* **Task brief**
On every line of the listing, check for "static"; copy the lines that have it.

Material for this exercise: Begin

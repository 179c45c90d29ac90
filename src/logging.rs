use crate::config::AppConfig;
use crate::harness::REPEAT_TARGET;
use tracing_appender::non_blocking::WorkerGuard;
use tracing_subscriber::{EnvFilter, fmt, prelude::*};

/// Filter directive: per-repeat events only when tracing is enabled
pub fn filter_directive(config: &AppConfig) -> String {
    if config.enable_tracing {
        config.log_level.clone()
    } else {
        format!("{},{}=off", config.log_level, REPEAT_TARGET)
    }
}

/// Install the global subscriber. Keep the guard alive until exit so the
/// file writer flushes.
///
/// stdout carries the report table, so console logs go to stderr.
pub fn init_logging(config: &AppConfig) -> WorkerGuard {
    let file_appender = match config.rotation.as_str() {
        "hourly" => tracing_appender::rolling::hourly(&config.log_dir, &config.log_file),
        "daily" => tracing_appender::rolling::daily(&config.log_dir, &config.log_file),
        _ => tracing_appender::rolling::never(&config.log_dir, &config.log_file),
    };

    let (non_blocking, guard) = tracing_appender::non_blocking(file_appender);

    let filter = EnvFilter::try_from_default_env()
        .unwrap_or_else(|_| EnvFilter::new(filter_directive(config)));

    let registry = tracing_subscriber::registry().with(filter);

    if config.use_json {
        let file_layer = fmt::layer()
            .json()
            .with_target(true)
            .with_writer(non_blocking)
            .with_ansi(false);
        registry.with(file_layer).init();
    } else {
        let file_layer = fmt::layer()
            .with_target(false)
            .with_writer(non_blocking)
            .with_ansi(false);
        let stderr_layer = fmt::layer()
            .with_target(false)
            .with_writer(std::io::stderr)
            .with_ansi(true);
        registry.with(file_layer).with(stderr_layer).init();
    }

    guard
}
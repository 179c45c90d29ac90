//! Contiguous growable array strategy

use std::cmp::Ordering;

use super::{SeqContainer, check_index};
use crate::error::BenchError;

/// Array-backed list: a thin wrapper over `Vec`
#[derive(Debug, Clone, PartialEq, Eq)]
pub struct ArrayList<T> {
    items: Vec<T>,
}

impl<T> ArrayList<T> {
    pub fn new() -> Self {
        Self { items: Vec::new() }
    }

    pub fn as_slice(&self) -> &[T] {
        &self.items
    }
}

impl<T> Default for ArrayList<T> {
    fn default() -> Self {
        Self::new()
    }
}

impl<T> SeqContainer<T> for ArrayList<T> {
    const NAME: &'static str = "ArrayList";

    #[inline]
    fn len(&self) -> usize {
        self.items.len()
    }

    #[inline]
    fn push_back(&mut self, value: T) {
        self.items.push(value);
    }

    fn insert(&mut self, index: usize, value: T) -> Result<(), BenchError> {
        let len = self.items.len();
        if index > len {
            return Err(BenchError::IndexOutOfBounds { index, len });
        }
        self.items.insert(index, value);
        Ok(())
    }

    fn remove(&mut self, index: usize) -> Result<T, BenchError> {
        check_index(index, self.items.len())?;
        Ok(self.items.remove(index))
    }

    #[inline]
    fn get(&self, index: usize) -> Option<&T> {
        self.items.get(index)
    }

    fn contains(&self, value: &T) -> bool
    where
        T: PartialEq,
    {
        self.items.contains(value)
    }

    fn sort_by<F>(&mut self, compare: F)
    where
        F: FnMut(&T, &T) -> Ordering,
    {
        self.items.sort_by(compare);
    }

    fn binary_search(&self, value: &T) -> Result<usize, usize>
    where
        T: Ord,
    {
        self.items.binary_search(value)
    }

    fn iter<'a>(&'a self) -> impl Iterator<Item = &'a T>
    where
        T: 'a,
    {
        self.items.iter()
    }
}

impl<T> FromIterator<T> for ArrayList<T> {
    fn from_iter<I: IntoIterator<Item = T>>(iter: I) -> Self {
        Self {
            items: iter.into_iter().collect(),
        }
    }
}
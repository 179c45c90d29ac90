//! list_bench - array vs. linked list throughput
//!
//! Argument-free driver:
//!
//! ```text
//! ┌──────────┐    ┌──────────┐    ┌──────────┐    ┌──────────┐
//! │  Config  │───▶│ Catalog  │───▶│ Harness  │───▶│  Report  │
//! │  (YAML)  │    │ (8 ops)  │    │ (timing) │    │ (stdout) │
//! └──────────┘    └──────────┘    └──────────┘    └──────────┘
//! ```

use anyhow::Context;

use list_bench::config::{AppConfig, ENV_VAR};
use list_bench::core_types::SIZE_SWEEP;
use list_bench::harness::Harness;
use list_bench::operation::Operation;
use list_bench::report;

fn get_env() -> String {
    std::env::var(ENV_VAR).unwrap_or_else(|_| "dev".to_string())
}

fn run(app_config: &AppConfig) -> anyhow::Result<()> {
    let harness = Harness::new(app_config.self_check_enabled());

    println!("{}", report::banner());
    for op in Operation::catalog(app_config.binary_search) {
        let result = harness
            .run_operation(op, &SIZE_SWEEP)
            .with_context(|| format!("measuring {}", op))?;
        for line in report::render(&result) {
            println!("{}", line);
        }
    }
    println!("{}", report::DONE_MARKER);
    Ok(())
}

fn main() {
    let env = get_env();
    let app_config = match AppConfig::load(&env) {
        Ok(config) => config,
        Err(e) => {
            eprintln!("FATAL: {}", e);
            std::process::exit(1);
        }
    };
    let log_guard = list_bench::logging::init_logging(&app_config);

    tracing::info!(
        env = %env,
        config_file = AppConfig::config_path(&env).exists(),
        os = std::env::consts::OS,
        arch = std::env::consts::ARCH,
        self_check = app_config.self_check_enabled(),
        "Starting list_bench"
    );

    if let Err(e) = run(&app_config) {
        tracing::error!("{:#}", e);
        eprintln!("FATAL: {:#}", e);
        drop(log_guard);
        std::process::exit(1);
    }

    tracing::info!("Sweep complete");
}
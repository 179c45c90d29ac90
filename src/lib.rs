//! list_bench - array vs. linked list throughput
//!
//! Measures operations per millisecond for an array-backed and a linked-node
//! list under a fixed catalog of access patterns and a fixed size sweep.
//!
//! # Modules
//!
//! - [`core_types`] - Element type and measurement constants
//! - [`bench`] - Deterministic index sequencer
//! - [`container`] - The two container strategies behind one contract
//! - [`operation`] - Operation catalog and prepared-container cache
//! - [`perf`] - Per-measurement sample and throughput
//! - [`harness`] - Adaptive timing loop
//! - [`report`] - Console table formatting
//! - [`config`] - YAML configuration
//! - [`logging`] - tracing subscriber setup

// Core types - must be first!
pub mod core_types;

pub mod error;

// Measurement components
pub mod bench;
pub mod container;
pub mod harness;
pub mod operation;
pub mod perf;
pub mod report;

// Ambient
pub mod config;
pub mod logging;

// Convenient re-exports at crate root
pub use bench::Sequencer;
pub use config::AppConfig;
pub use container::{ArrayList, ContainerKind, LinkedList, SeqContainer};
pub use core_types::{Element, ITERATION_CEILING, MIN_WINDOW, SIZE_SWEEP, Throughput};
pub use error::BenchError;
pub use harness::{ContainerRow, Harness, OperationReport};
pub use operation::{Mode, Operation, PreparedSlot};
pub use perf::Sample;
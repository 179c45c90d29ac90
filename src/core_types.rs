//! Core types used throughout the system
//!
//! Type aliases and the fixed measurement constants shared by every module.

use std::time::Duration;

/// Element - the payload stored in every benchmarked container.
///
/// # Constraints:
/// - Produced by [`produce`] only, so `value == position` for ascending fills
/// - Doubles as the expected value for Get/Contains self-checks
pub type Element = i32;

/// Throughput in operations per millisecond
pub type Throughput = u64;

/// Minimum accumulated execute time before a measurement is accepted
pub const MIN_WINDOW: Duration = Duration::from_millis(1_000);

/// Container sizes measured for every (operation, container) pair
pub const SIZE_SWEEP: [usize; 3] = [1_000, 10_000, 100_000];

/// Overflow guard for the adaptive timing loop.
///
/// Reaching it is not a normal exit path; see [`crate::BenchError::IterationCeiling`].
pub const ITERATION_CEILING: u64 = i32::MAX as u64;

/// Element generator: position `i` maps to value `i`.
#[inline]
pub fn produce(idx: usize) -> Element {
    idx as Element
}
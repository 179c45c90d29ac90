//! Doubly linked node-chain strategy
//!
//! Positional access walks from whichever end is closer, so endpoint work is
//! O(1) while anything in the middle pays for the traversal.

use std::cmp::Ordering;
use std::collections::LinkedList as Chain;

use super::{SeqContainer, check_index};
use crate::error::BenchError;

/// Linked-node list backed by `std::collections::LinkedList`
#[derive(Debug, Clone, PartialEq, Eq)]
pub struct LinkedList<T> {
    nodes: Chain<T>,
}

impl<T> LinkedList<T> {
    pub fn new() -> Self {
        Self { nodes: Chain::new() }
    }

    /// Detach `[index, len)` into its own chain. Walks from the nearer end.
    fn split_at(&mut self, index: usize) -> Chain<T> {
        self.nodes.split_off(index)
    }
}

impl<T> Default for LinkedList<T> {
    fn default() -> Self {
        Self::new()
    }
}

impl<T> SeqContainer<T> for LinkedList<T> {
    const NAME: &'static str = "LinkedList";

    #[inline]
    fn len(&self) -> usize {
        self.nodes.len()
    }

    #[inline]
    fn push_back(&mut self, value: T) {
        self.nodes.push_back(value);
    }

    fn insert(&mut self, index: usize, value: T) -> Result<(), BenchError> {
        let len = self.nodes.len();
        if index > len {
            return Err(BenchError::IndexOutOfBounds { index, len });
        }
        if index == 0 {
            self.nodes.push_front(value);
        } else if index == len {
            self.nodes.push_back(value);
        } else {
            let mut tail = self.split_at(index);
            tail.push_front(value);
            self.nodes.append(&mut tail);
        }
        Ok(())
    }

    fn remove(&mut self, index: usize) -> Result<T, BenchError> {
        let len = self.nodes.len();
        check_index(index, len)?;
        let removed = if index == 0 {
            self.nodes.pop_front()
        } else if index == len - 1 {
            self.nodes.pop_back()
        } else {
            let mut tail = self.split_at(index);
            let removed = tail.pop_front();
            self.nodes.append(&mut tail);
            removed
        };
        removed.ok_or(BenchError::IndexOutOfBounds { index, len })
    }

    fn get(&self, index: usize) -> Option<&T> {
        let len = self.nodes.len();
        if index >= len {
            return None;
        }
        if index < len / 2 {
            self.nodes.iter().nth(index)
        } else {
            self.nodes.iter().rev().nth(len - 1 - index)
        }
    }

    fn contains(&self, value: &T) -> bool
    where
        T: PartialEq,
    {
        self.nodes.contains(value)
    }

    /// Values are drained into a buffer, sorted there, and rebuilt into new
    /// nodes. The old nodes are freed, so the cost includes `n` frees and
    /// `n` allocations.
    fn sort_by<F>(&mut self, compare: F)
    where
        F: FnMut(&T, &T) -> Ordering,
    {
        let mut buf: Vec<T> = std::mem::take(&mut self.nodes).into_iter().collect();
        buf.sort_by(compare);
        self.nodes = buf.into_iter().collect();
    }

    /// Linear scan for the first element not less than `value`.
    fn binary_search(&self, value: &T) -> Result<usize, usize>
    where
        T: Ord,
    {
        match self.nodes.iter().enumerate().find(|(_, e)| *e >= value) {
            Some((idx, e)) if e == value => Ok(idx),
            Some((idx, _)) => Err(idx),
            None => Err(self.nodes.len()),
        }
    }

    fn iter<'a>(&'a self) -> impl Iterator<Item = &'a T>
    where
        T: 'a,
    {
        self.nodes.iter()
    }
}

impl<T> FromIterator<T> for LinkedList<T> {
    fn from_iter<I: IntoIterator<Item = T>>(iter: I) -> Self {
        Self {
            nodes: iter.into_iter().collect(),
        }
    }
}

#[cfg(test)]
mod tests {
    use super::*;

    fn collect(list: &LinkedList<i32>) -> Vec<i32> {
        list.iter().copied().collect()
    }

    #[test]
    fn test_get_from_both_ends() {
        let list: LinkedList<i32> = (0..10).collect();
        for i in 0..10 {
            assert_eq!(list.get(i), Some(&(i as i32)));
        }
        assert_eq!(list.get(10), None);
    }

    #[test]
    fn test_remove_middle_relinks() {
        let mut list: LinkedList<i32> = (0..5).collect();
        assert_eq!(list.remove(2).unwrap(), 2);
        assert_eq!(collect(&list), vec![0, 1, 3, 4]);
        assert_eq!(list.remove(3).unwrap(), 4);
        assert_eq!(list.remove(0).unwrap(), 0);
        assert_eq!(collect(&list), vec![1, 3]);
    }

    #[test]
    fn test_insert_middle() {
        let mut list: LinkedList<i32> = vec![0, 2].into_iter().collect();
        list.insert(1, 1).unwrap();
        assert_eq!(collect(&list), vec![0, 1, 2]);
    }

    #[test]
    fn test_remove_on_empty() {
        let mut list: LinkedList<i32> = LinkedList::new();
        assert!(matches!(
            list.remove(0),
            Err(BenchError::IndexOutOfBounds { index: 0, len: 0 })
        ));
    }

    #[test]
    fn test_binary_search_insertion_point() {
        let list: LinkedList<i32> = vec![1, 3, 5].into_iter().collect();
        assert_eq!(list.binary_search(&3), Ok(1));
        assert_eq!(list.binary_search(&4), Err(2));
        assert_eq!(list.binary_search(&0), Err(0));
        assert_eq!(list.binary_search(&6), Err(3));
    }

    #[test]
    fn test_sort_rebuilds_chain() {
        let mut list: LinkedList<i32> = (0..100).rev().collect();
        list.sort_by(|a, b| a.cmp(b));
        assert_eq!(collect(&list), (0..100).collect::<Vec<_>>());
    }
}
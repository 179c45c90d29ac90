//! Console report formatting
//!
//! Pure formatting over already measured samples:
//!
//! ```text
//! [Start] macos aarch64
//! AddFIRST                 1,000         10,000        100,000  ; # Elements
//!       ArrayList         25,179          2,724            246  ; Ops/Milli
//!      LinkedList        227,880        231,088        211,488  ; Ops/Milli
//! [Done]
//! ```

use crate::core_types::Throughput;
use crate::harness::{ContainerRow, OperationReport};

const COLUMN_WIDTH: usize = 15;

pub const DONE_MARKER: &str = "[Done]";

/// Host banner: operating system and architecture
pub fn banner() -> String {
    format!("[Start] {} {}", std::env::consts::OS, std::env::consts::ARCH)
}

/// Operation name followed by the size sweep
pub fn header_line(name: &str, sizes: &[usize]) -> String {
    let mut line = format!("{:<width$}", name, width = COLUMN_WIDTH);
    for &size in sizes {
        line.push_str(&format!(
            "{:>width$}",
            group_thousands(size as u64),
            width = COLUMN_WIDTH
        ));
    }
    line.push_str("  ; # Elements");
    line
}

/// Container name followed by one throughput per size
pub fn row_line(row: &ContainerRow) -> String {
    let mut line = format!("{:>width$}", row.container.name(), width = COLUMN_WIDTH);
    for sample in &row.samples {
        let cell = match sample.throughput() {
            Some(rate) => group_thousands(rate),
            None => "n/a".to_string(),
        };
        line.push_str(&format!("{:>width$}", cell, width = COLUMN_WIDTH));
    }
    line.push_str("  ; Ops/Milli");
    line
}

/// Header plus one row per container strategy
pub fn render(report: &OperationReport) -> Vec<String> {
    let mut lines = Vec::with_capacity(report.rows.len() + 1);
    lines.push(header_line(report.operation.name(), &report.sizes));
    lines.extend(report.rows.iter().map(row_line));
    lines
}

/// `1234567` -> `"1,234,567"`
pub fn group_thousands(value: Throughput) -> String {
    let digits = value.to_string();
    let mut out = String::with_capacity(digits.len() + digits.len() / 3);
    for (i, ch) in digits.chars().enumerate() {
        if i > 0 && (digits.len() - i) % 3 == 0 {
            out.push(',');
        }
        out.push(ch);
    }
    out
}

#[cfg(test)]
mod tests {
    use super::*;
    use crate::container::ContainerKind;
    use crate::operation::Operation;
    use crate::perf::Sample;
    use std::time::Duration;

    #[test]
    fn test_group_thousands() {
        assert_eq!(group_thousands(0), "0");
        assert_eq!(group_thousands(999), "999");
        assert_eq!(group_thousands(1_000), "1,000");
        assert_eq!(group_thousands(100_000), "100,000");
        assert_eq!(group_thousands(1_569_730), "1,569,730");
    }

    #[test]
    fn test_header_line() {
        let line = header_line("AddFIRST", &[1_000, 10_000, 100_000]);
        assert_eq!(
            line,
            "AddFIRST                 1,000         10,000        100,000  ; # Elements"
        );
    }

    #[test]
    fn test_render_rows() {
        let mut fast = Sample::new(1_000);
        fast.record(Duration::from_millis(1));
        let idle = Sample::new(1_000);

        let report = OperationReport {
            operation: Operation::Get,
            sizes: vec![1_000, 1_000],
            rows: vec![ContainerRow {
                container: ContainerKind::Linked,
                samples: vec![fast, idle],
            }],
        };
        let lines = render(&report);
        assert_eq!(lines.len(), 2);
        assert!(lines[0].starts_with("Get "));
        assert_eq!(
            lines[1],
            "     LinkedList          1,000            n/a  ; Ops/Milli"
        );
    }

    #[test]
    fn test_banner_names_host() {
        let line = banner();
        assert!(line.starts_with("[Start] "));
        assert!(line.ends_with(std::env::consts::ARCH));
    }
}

Material for this exercise: End

* **Problem solution**
    const NAME: &'static str = "ArrayList";
    const NAME: &'static str = "LinkedList";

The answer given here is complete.